Share in our discoveries across three projects as we work to provide the first intellectual access to our hidden treasures relating to work and labor in early 20th Century New England, the 1939-1940 New York World's Fair and its period, and Boston local TV news.

Monday, March 22, 2010

Meet Betsy Sherman!


I’m a graduate student from Simmons College in Boston working on the CLIR project for Northeast Historic Film during the spring semester. I’m working towards a Masters of Library and Information Science degree, with a concentration in Archives Management. My professional background is in journalism; I’ve been a film critic for several Boston publications, most notably for the Boston Globe over a span of 14 years. I look forward to using my geek-o-rrific knowledge of cinema and showbiz history working in a media or pop culture archive.

For this project, I’ve been working with two collections of home movies that touch upon work issues: the Whipple Family Collection and the Janice V. Smith Collection.

The Whipple Collection consists primarily of films shot during the 1920s, mostly at the family’s summer home in Plymouth, Mass. Sherman Leland Whipple was a prominent Boston attorney during the first part of the twentieth century; he and his wife’s extended family and friends populate the films. In addition to family frolicking, there is a passage shot outside of the Chilton Company factory in Webster, Mass. (which was run by a member of the family), and one of ice-industry workers cutting ice on a river.

I made contact by phone with a descendent of Sherman Whipple, and was quickly plugged into an email network of relatives, including a woman who is one of the babies in those home movies. I look forward to finding out more about the context of what we see in the collection.

The Janice V. Smith Collection contains films shot by Janice’s mother, Helen V. Bird, from the 1940s through 1961. Along with the chronicling of a middle-class family’s life in Quincy, Mass., there are scenes of Janice’s dad, Charles A. Bird, playing minor league baseball.
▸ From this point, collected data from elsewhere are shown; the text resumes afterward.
//! Flow controller: login state, loading sequence and page updates.
//!
//! The decision logic is the pure [`transition`] function: it takes the
//! current [`State`] and an [`Event`] and returns the next state plus the
//! [`Effect`]s to perform. [`FlowController`] runs those effects against
//! the injected token store, API client, renderer and navigator, feeding
//! fetch results back in as new events.
//!
//! ```text
//!                 Started (no credential)
//!   Unauthenticated <-------------------- *
//!                                         |
//!                 Started (credential)    v
//!   Loading --RecentlyPlayed ok--> Loading --AudioFeatures ok--> Displayed
//!      |                              |
//!      +------ error / empty ---------+-----------------------> Errored
//! ```

use crate::api::MusicApi;
use crate::auth;
use crate::config::Config;
use crate::error::{MoodError, NO_AUDIO_FEATURES, NO_RECENT_TRACKS};
use crate::facts::{pick_fact, RandomSource};
use crate::mood::{average_features, classify, AudioFeatures, MoodCategory};
use crate::page::{Element, Navigator, Renderer};
use crate::token_store::{Credential, TokenStore};
use anyhow::Result;
use log::{debug, info, warn};
use std::collections::VecDeque;

#[derive(Debug, Clone, PartialEq, Eq)]
pub enum State {
    /// No credential: login control shown.
    Unauthenticated,
    /// Fetch sequence in flight.
    Loading { token: Credential },
    Displayed { mood: MoodCategory, fact: String },
    Errored { message: String },
}

#[derive(Debug, Clone, PartialEq)]
pub enum Event {
    /// Page load. `location` is the full current URL, fragment included.
    Started {
        stored: Option<Credential>,
        location: String,
    },
    RecentlyPlayed(Result<Vec<String>, MoodError>),
    AudioFeatures(Result<Vec<AudioFeatures>, MoodError>),
    LoginClicked,
    LogoutClicked,
}

#[derive(Debug, Clone, PartialEq, Eq)]
pub enum Effect {
    Show(Element),
    Hide(Element),
    SetText(Element, String),
    SaveToken(Credential),
    ClearToken,
    ReplaceUrl(String),
    Navigate(String),
    FetchRecentlyPlayed(Credential),
    FetchAudioFeatures(Credential, Vec<String>),
}

fn errored(err: &MoodError) -> (State, Vec<Effect>) {
    let message = err.to_string();
    (
        State::Errored { message: message.clone() },
        vec![Effect::SetText(Element::Error, message), Effect::Show(Element::Error)],
    )
}

/// Pure state transition.
///
/// The only non-determinism is fact selection, which goes through `rng`.
pub fn transition(
    state: &State,
    event: Event,
    config: &Config,
    rng: &mut dyn RandomSource,
) -> (State, Vec<Effect>) {
    match (state, event) {
        (_, Event::Started { stored, location }) => {
            let mut effects = Vec::new();

            let token = match stored {
                Some(token) => Some(token),
                None => auth::token_from_url(&location).inspect(|token| {
                    effects.push(Effect::SaveToken(token.clone()));
                    effects.push(Effect::ReplaceUrl(auth::clean_url(config)));
                }),
            };

            match token {
                None => {
                    effects.extend([
                        Effect::Show(Element::LoginButton),
                        Effect::Hide(Element::Content),
                        Effect::Hide(Element::Error),
                    ]);
                    (State::Unauthenticated, effects)
                }
                Some(token) => {
                    effects.extend([
                        Effect::Hide(Element::LoginButton),
                        Effect::Hide(Element::Error),
                        Effect::Show(Element::Content),
                        Effect::FetchRecentlyPlayed(token.clone()),
                    ]);
                    (State::Loading { token }, effects)
                }
            }
        }

        (State::Loading { token }, Event::RecentlyPlayed(result)) => match result {
            Ok(track_ids) if track_ids.is_empty() => errored(&MoodError::EmptyResult(NO_RECENT_TRACKS)),
            Ok(track_ids) => (
                State::Loading { token: token.clone() },
                vec![Effect::FetchAudioFeatures(token.clone(), track_ids)],
            ),
            Err(err) => errored(&err),
        },

        (State::Loading { .. }, Event::AudioFeatures(result)) => match result {
            Ok(features) => match average_features(&features) {
                None => errored(&MoodError::EmptyResult(NO_AUDIO_FEATURES)),
                Some(average) => {
                    let mood = classify(average.valence, average.energy);
                    let fact = pick_fact(mood, rng);
                    debug!(
                        "Averaged {} samples to valence {:.3}, energy {:.3}: {mood}",
                        features.len(),
                        average.valence,
                        average.energy
                    );
                    (
                        State::Displayed { mood, fact: fact.to_string() },
                        vec![
                            Effect::SetText(Element::Mood, mood.label().to_string()),
                            Effect::SetText(Element::Fact, fact.to_string()),
                        ],
                    )
                }
            },
            Err(err) => errored(&err),
        },

        (_, Event::RecentlyPlayed(_) | Event::AudioFeatures(_)) => {
            debug!("Dropping fetch result outside of loading state: {state:?}");
            (state.clone(), Vec::new())
        }

        (_, Event::LoginClicked) => (
            state.clone(),
            vec![Effect::Navigate(auth::authorize_url(config))],
        ),

        (_, Event::LogoutClicked) => (
            State::Unauthenticated,
            vec![Effect::ClearToken, Effect::Navigate(config.redirect_uri.clone())],
        ),
    }
}

/// Runs [`transition`] against real (or fake) collaborators.
pub struct FlowController<S, A, R, N> {
    config: Config,
    store: S,
    api: A,
    renderer: R,
    navigator: N,
    rng: Box<dyn RandomSource>,
    state: State,
}

impl<S, A, R, N> FlowController<S, A, R, N>
where
    S: TokenStore,
    A: MusicApi,
    R: Renderer,
    N: Navigator,
{
    pub fn new(
        config: Config,
        store: S,
        api: A,
        renderer: R,
        navigator: N,
        rng: Box<dyn RandomSource>,
    ) -> Self {
        Self {
            config,
            store,
            api,
            renderer,
            navigator,
            rng,
            state: State::Unauthenticated,
        }
    }

    /// Page load at `location`.
    ///
    /// Errors are storage failures only; API failures end in
    /// [`State::Errored`].
    pub fn start(&mut self, location: &str) -> Result<&State> {
        let stored = self.store.load()?;
        self.dispatch(Event::Started {
            stored,
            location: location.to_string(),
        })?;
        Ok(&self.state)
    }

    /// Sends the user to the authorization page.
    pub fn login(&mut self) -> Result<&State> {
        self.dispatch(Event::LoginClicked)?;
        Ok(&self.state)
    }

    /// Forgets the credential and navigates back to the redirect URI.
    ///
    /// The navigation is a full page load, so the controller runs
    /// [`start`](Self::start) again at the redirect URI and the page ends up
    /// showing only the login button.
    pub fn logout(&mut self) -> Result<&State> {
        self.dispatch(Event::LogoutClicked)?;
        let location = self.config.redirect_uri.clone();
        self.start(&location)
    }

    pub fn state(&self) -> &State {
        &self.state
    }

    pub fn config(&self) -> &Config {
        &self.config
    }

    pub fn api(&self) -> &A {
        &self.api
    }

    pub fn renderer(&self) -> &R {
        &self.renderer
    }

    pub fn navigator(&self) -> &N {
        &self.navigator
    }

    pub fn store(&self) -> &S {
        &self.store
    }

    fn dispatch(&mut self, event: Event) -> Result<()> {
        let mut pending = VecDeque::from([event]);

        while let Some(event) = pending.pop_front() {
            let (next, effects) = transition(&self.state, event, &self.config, self.rng.as_mut());

            if next != self.state {
                debug!("Flow state: {:?} -> {:?}", self.state, next);
            }
            if let State::Errored { message } = &next {
                warn!("Mood lookup failed: {message}");
            }
            self.state = next;

            for effect in effects {
                if let Some(follow_up) = self.perform(effect)? {
                    pending.push_back(follow_up);
                }
            }
        }

        Ok(())
    }

    fn perform(&mut self, effect: Effect) -> Result<Option<Event>> {
        match effect {
            Effect::Show(element) => self.renderer.set_visible(element, true),
            Effect::Hide(element) => self.renderer.set_visible(element, false),
            Effect::SetText(element, text) => self.renderer.set_text(element, &text),
            Effect::SaveToken(token) => {
                debug!("Captured credential from redirect");
                self.store.save(&token)?;
            }
            Effect::ClearToken => self.store.clear()?,
            Effect::ReplaceUrl(url) => self.navigator.replace_url(&url),
            Effect::Navigate(url) => {
                info!("Navigating to {url}");
                self.navigator.navigate(&url);
            }
            Effect::FetchRecentlyPlayed(token) => {
                return Ok(Some(Event::RecentlyPlayed(self.api.fetch_recently_played(&token))));
            }
            Effect::FetchAudioFeatures(token, track_ids) => {
                debug!("Looking up audio features for {} tracks", track_ids.len());
                return Ok(Some(Event::AudioFeatures(
                    self.api.fetch_audio_features(&token, &track_ids),
                )));
            }
        }
        Ok(None)
    }
}
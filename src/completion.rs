//! # Shell Completion Module
//!
//! Completion scripts via `clap_complete`.
//!
//! ```bash
//! moodfacts completion bash > ~/.local/share/bash-completion/completions/moodfacts
//! moodfacts completion zsh > ~/.config/zsh/completions/_moodfacts
//! ```

use clap::Command;
use clap_complete::{generate, Generator, Shell as CompletionShell};
use std::io;

/// Generate shell completions for the given shell
pub fn generate_completions<G: Generator>(gen: G, cmd: &mut Command) {
    generate(gen, cmd, cmd.get_name().to_string(), &mut io::stdout());
}

/// Convert CLI shell enum to clap_complete shell enum
pub fn shell_to_completion_shell(shell: &crate::cli::Shell) -> CompletionShell {
    match shell {
        crate::cli::Shell::Bash => CompletionShell::Bash,
        crate::cli::Shell::Zsh => CompletionShell::Zsh,
        crate::cli::Shell::Fish => CompletionShell::Fish,
        crate::cli::Shell::PowerShell => CompletionShell::PowerShell,
        crate::cli::Shell::Elvish => CompletionShell::Elvish,
    }
}

#[cfg(test)]
mod tests {
    use super::*;

    #[test]
    fn test_shell_conversion() {
        assert_eq!(
            shell_to_completion_shell(&crate::cli::Shell::Bash),
            CompletionShell::Bash
        );
        assert_eq!(
            shell_to_completion_shell(&crate::cli::Shell::Fish),
            CompletionShell::Fish
        );
    }
}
Mrs. Bird also got her camera out to document workers moving the family house to another street to make way for the Southeast Expressway (an important Boston-area highway) in 1957.

I haven’t yet made contact with Smith or any Bird relatives, but I did have this rather weird occurrence: Since a clipping of Charles’ obituary mentions that he played basketball for some amateur teams, including that of the West End House (a social club in the neighborhood of Boston where both my parents grew up), I asked my father if he’d ever heard of Charles Bird. He doesn’t remember Bird as a baseball player, but swears he can remember a Charlie Bird playing basketball for the West End House when he was a kid. Dad, how come you vividly remember watching someone play basketball in the NINETEEN-THIRTIES, but you can never remember where you put your reading glasses?

But it isn’t all watching movies and doing detective work on the donor families. I’m also learning how to describe and catalog film collections so they can be made useful for researchers. This aspect of the project complements the work I’m doing in the two courses I’m taking at Simmons this spring, Archival Access and Use (taught by Susan Pyzynski) and Photographic Archives (taught by Martha Mahard).

2 comments:

Katrina Dixon said...

I really love how your dad remembers Charlie Bird! I also enjoy thinking about how wonderful it felt for him to let that memory (and the others it may have inspired) back in.

Chris Wertz said...

Hi, I was a member of the West End House too (some 50 years or so later). Did you ever transfer the The Janice V. Smith Collection? I would love to see the baseball footage.